The temples in Tokyo and the other cities on Honshu island are wonderful, and their gardens sublime. The Japanese gardener's attention to detail is outstanding. Simplicity with the beauty of nature. The immense old carp, gold, silver, orange, that swim about in the garden ponds are beautiful creatures. They are carp, but named koi by the Japanese. The prized bonsai that many of the temple gardens set out on trestles are other wonders of nature, pruned carefully over generations as heritage objects.

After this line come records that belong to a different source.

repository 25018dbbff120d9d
//! Shared utilities.

pub mod clock;
pub mod telemetry;

pub use clock::*;
pub use telemetry::*;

On the streets in Tokyo people will place their valuable bonsai out in front of their homes. Knowing that no one will pilfer them. Bicycles are left without locks because there is an instinctive prohibition against taking or damaging other peoples' property. There is crime in Japan, but it is organized crime, the Yakuzi. They are readily recognized for they drive black cars. All other cars on the road are variations of white. It is rare to see grass in Tokyo, rarer still to view private gardens for they are small, discreet, and generally sheltered from public view. The fruit of fruit trees are often bagged while growing; Japanese have a dread of using pesticides.
Living in Tokyo was also an adventure in day-to-day shopping. Japanese live in little villages or neighbourhoods, with family-operated shops selling tea, fish, vegetables, rice, flowers, with the occasional Western-style supermarket, interpreted for the Japanese market. Japanese housewives shop daily, they live in cramped quarters and haven't the room or the modern conveniences to store food for a week. Everything one buys is amazingly fresh. Not merely fresh but consummately good-tasting. Fish-mongers wash down their stalls every night; there is never a fishy odour from their stalls.